GIVEN ENTRIES:
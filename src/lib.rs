// Library interface for taskout
// The binary and integration tests use these modules; build tools can embed
// `outputs` directly.

pub mod config;
pub mod config_discovery;
pub mod error;
pub mod logging;
pub mod outputs;
pub mod storage;

// Re-export commonly used types
pub use error::{OutputsError, Result};
pub use outputs::{HistoryStore, TaskOutputs, TaskOutputsBuilder};
pub use storage::{BuildCacheStore, DirectoryBuildCache};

WHAT THE TASK REQUIRES: Retype the lines above without alteration. The first is the one containing "pub mod config;", and the last is the final line of the data.

EXERCISE SOLUTION:
pub mod config;
pub mod config_discovery;
pub mod error;
pub mod logging;
pub mod outputs;
pub mod storage;

// Re-export commonly used types
pub use error::{OutputsError, Result};
pub use outputs::{HistoryStore, TaskOutputs, TaskOutputsBuilder};
pub use storage::{BuildCacheStore, DirectoryBuildCache};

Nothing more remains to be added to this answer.